PREGUNTE POR NUESTRAS TARIFAS FAMILIARES.

—Parece en orden —dijo, de mala gana. Hwel se detuvo mientras ayudaba a levantarse a la maltratada víctima.

—¿En orden? —gritó—. ¿Robar a alguien?

—Le daremos un recibo, claro —dijo Boggis—. Menos mal que se ha encontrado con nosotros. Algunos de los recién llegados al negocio no tienen ni idea.[18]

—Intrusismo —asintió Tomjon.

Boggis abrió la bolsa del bufón, que se había colgado del cinturón. Entonces, palideció.

—Oh, demonios —gimió.

Los sobrinos se agruparon en torno a él.

—La hemos hecho buena.

—Y es la segunda vez este año, tío.

Boggis miró a la víctima.

—¿Cómo iba a saberlo? No había manera, ¿o sí? Miradlo bien. ¿Cuánto habríais supuesto que llevaba encima? Un par de monedas, ¿a que sí? Si no, no nos habríamos encargado, pero nos caía de camino a casa. Esto es lo que pasa por hacerle favores a la gente.

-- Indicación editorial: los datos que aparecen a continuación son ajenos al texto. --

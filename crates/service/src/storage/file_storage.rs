use std::{
    collections::{BTreeMap, HashMap},
    io,
    path::{Path, PathBuf},
};

use async_trait::async_trait;
use models::{Entity, EntityKind};
use serde_json::{Map, Value};
use tokio::{fs, sync::RwLock};
use tracing::{debug, info, warn};

use crate::errors::ServiceError;
use crate::storage::{ObjectMap, StorageEngine};

/// JSON file-backed store.
///
/// Keeps every registered entity in an identity map keyed by
/// `"{kind}.{id}"` and writes the whole map to one JSON document on `save`.
/// The map is `None` until the first successful `reload`.
pub struct FileStorage {
    objects: RwLock<Option<ObjectMap>>,
    file_path: PathBuf,
}

impl FileStorage {
    /// Create an unloaded store over `path`. Nothing is read until `reload`.
    pub fn new<P: Into<PathBuf>>(path: P) -> Self {
        Self { objects: RwLock::new(None), file_path: path.into() }
    }

    pub fn path(&self) -> &Path {
        &self.file_path
    }

    pub async fn is_loaded(&self) -> bool {
        self.objects.read().await.is_some()
    }

    async fn read_document(&self) -> Result<ObjectMap, ServiceError> {
        let bytes = match fs::read(&self.file_path).await {
            Ok(bytes) => bytes,
            Err(e) if e.kind() == io::ErrorKind::NotFound => {
                debug!(path = %self.file_path.display(), "no storage document yet; starting empty");
                return Ok(HashMap::new());
            }
            Err(e) => return Err(e.into()),
        };

        let document: Map<String, Value> =
            serde_json::from_slice(&bytes).map_err(|e| ServiceError::corrupt(&self.file_path, e))?;

        let mut objects = HashMap::with_capacity(document.len());
        for (key, value) in document {
            let Value::Object(fields) = value else {
                return Err(ServiceError::corrupt(&self.file_path, format!("entry `{key}` is not an object")));
            };
            let entity = Entity::from_map(fields)
                .map_err(|e| ServiceError::corrupt(&self.file_path, format!("entry `{key}`: {e}")))?;
            if entity.key() != key {
                return Err(ServiceError::corrupt(
                    &self.file_path,
                    format!("entry `{key}` holds `{}`", entity.key()),
                ));
            }
            objects.insert(key, entity);
        }
        Ok(objects)
    }

    fn encode(objects: &ObjectMap) -> Result<Vec<u8>, ServiceError> {
        let document: BTreeMap<&str, Map<String, Value>> =
            objects.iter().map(|(key, entity)| (key.as_str(), entity.to_map())).collect();
        Ok(serde_json::to_vec(&document).map_err(io::Error::from)?)
    }

    fn staging_path(&self) -> PathBuf {
        let mut staging = self.file_path.clone().into_os_string();
        staging.push(".tmp");
        PathBuf::from(staging)
    }
}

#[async_trait]
impl StorageEngine for FileStorage {
    async fn all(&self, kind: Option<EntityKind>) -> Result<ObjectMap, ServiceError> {
        let guard = self.objects.read().await;
        let objects = guard.as_ref().ok_or(ServiceError::NotLoaded)?;
        Ok(match kind {
            None => objects.clone(),
            Some(kind) => objects
                .iter()
                .filter(|(_, entity)| entity.kind() == kind)
                .map(|(key, entity)| (key.clone(), entity.clone()))
                .collect(),
        })
    }

    async fn add(&self, entity: &Entity) -> Result<(), ServiceError> {
        let mut guard = self.objects.write().await;
        let objects = guard.as_mut().ok_or(ServiceError::NotLoaded)?;
        let key = entity.key();
        debug!(%key, "file storage add");
        objects.insert(key, entity.clone());
        Ok(())
    }

    /// Rewrite the whole document: encode, write a sibling temp file, rename over the target.
    async fn save(&self) -> Result<(), ServiceError> {
        // Exclusive lock so concurrent saves never share the staging file.
        let guard = self.objects.write().await;
        let objects = guard.as_ref().ok_or(ServiceError::NotLoaded)?;
        let data = Self::encode(objects)?;

        common::env::ensure_parent_dir(&self.file_path)
            .await
            .map_err(|e| ServiceError::Io(io::Error::new(io::ErrorKind::Other, e)))?;
        let staging = self.staging_path();
        fs::write(&staging, data).await?;
        fs::rename(&staging, &self.file_path).await?;

        info!(path = %self.file_path.display(), objects = objects.len(), "file storage saved");
        Ok(())
    }

    async fn delete(&self, entity: Option<&Entity>) -> Result<(), ServiceError> {
        let Some(entity) = entity else { return Ok(()) };
        let mut guard = self.objects.write().await;
        let objects = guard.as_mut().ok_or(ServiceError::NotLoaded)?;
        let key = entity.key();
        let existed = objects.remove(&key).is_some();
        debug!(%key, existed, "file storage delete");
        Ok(())
    }

    /// Replace the identity map with the document's contents. On failure the
    /// previous state, loaded or not, is kept.
    async fn reload(&self) -> Result<(), ServiceError> {
        let objects = match self.read_document().await {
            Ok(objects) => objects,
            Err(e) => {
                warn!(path = %self.file_path.display(), error = %e, "file storage reload failed");
                return Err(e);
            }
        };
        let count = objects.len();
        *self.objects.write().await = Some(objects);
        info!(path = %self.file_path.display(), objects = count, "file storage loaded");
        Ok(())
    }
}
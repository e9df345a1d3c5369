use std::io;
use tracing_subscriber::{fmt, EnvFilter};

/// Initialize tracing subscriber with sensible defaults and stdout writer.
/// - Respects `RUST_LOG` if set
/// - Falls back to `info,sqlx=warn,sea_orm=warn`
pub fn init_logging_default() {
    let env_filter = EnvFilter::try_from_default_env()
        .unwrap_or_else(|_| EnvFilter::new("info,sqlx=warn,sea_orm=warn"));
    let _ = fmt()
        .with_env_filter(env_filter)
        .with_target(false)
        .compact()
        .with_writer(io::stdout)
        .try_init();
}

/// Initialize tracing subscriber with JSON structured output.
/// - Respects `RUST_LOG` if set, defaults to `info,service::storage=debug`
/// - Emits one JSON object per event for machine parsing
pub fn init_logging_json() {
    let env_filter = EnvFilter::try_from_default_env()
        .unwrap_or_else(|_| EnvFilter::new("info,service::storage=debug,sqlx=warn"));
    let _ = fmt()
        .with_env_filter(env_filter)
        .with_target(true)
        .json()
        .with_writer(io::stdout)
        .try_init();
}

—¿Cuánto tiene? —preguntó Tomjon.

—Aquí debe de haber cien monedas de plata —gimió Boggis, señalando la bolsa—. Eso cae fuera de mis tarifas, no tengo autorización. No puedo encargarme de tanto dinero. Para robar estas cantidades hay que estar en el Gremio de Abogados, o algo así.

—En ese caso, devuélveselo —sugirió Tomjon.

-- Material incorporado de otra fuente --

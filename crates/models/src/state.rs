use sea_orm::{entity::prelude::*, sea_query::OnConflict, ConnectionTrait, Set};
use serde::{Deserialize, Serialize};

use crate::attributes::State;
use crate::entity::{self as domain, EntityData};
use crate::errors::ModelError;
use crate::kind::EntityKind;

#[derive(Clone, Debug, PartialEq, DeriveEntityModel, Serialize, Deserialize)]
#[sea_orm(table_name = "states")]
pub struct Model {
    #[sea_orm(primary_key, auto_increment = false)]
    pub id: String,
    pub created_at: DateTimeUtc,
    pub updated_at: DateTimeUtc,
    pub name: String,
    pub extra: Json,
}

#[derive(Copy, Clone, Debug, EnumIter)]
pub enum Relation {}

impl RelationTrait for Relation {
    fn def(&self) -> RelationDef {
        match *self {}
    }
}

impl ActiveModelBehavior for ActiveModel {}

impl Model {
    pub fn into_entity(self) -> Result<domain::Entity, ModelError> {
        let extra = domain::extra_from_json(EntityKind::State, self.extra)?;
        let data = EntityData::State(State { name: self.name });
        Ok(domain::Entity::restore(self.id, self.created_at, self.updated_at, data, extra))
    }
}

pub async fn upsert<C: ConnectionTrait>(db: &C, entity: &domain::Entity, state: &State) -> Result<(), DbErr> {
    let am = ActiveModel {
        id: Set(entity.id().to_string()),
        created_at: Set(entity.created_at()),
        updated_at: Set(entity.updated_at()),
        name: Set(state.name.clone()),
        extra: Set(entity.extra_json()),
    };
    Entity::insert(am)
        .on_conflict(
            OnConflict::column(Column::Id)
                .update_columns([Column::UpdatedAt, Column::Name, Column::Extra])
                .to_owned(),
        )
        .exec_without_returning(db)
        .await?;
    Ok(())
}
use sea_orm_migration::prelude::*;

#[async_std::main]
async fn main() {
    cli::run_cli(migration::Migrator).await;
}
//! Interview question generation from a candidate profile and a job opening.

use serde::Deserialize;
use tracing::info;

use crate::cv::models::CandidateProfile;
use crate::cv::prompts::{fill_template, INTERVIEW_PROMPT_TEMPLATE, INTERVIEW_SYSTEM};
use crate::errors::AppError;
use crate::llm_client::prompts::JSON_ONLY_INSTRUCTION;
use crate::llm_client::{complete_as, CompletionRequest, StructuredCompletionProvider};

const INTERVIEW_MAX_TOKENS: u32 = 1000;
const INTERVIEW_TEMPERATURE: f32 = 0.4;

#[derive(Debug, Deserialize)]
struct InterviewQuestions {
    #[serde(default)]
    questions: Vec<String>,
}

/// The job side of the prompt.
#[derive(Debug, Clone, Copy)]
pub struct JobContext<'a> {
    pub title: &'a str,
    pub description: &'a str,
    pub requirements: &'a str,
}

pub async fn generate_interview_questions(
    llm: &dyn StructuredCompletionProvider,
    profile: &CandidateProfile,
    job: JobContext<'_>,
) -> Result<Vec<String>, AppError> {
    let education = serde_json::to_string(&profile.education)
        .map_err(|e| AppError::Internal(anyhow::anyhow!("serialize education: {e}")))?;
    let work_experience = serde_json::to_string(&profile.work_experience)
        .map_err(|e| AppError::Internal(anyhow::anyhow!("serialize experience: {e}")))?;
    let skills = profile
        .skills
        .technical
        .iter()
        .chain(&profile.skills.soft)
        .map(String::as_str)
        .collect::<Vec<_>>()
        .join(", ");

    let prompt = fill_template(
        INTERVIEW_PROMPT_TEMPLATE,
        &[
            ("name", profile.personal_info.name.as_str()),
            ("education", education.as_str()),
            ("work_experience", work_experience.as_str()),
            ("skills", skills.as_str()),
            ("job_title", job.title),
            ("job_description", job.description),
            ("requirements", job.requirements),
        ],
    );

    let request = CompletionRequest {
        system: format!("{INTERVIEW_SYSTEM}\n{JSON_ONLY_INSTRUCTION}"),
        user: prompt,
        max_tokens: INTERVIEW_MAX_TOKENS,
        temperature: Some(INTERVIEW_TEMPERATURE),
    };

    let answer: InterviewQuestions = complete_as(llm, &request).await?;
    let questions: Vec<String> = answer
        .questions
        .into_iter()
        .map(|q| q.trim().to_string())
        .filter(|q| !q.is_empty())
        .collect();

    info!(
        "Generated {} interview questions for '{}'",
        questions.len(),
        job.title
    );
    Ok(questions)
}

#[cfg(test)]
mod tests {
    use super::*;
    use crate::test_support::{sample_profile_json, StubProvider};
    use serde_json::json;

    const JOB: JobContext<'static> = JobContext {
        title: "Backend Engineer",
        description: "Build payment APIs",
        requirements: "Go, PostgreSQL",
    };

    fn profile() -> CandidateProfile {
        serde_json::from_value(sample_profile_json()).unwrap()
    }

    #[tokio::test]
    async fn test_questions_are_trimmed_and_blank_ones_dropped() {
        let stub = StubProvider::json(json!({
            "questions": ["  Tell us about the payment outage you handled. ", "", "Why Go?"]
        }));

        let questions = generate_interview_questions(&stub, &profile(), JOB)
            .await
            .unwrap();
        assert_eq!(
            questions,
            vec!["Tell us about the payment outage you handled.", "Why Go?"]
        );

        let request = &stub.requests()[0];
        assert_eq!(request.temperature, Some(INTERVIEW_TEMPERATURE));
        assert!(request.user.contains("Name: Sari Dewi"));
        assert!(request.user.contains("Requirements: Go, PostgreSQL"));
        assert!(request.user.contains("Skills: Go, PostgreSQL, Kubernetes, Communication"));
    }

    #[tokio::test]
    async fn test_candidate_name_with_marker_is_kept_literally() {
        let stub = StubProvider::json(json!({"questions": ["Why Go?"]}));
        let mut profile = profile();
        profile.personal_info.name = "{requirements}".to_string();

        generate_interview_questions(&stub, &profile, JOB).await.unwrap();

        let prompt = &stub.requests()[0].user;
        assert!(prompt.contains("Name: {requirements}"));
        assert_eq!(prompt.matches("Go, PostgreSQL").count(), 2);
    }

    #[tokio::test]
    async fn test_missing_questions_yield_empty_list() {
        let stub = StubProvider::json(json!({}));
        let questions = generate_interview_questions(&stub, &profile(), JOB)
            .await
            .unwrap();
        assert!(questions.is_empty());
    }

    #[tokio::test]
    async fn test_wrong_type_is_parse_error() {
        let stub = StubProvider::json(json!({"questions": "just one"}));
        let err = generate_interview_questions(&stub, &profile(), JOB)
            .await
            .unwrap_err();
        assert!(matches!(err, AppError::AnalysisParse(_)));
    }
}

—¡Pero si ya le he hecho el recibo!

—El Gremio es muy estricto con las cuentas —explicó uno de los sobrinos.

Hwel cogió a Tomjon por la mano.

—¿Nos disculpas un momento? —pidió al nervioso jefe de los ladrones. Arrastró a Tomjon al otro lado del callejón—. A ver —dijo—. ¿Quién se ha vuelto loco? ¿Ellos? ¿Yo? ¿Tú?

Tomjon se lo explicó.

—¿Así que es legal?

—Hasta cierto punto. Fascinante, ¿eh? Un tipo me lo contó en el bar.

—¿Pero han robado demasiado!

—Eso parece. Tengo entendido que el Gremio es muy estricto con las cuotas.

La víctima, agarrada a sus brazos, dejó escapar un gemido. Tintineaba.

—Cuida de él —dijo Tomjon—. Arreglaré esto.

Volvió con los ladrones, que parecían muy preocupados.

—Mi cliente opina que podría resolverse la situación si le devolvéis el dinero —explicó.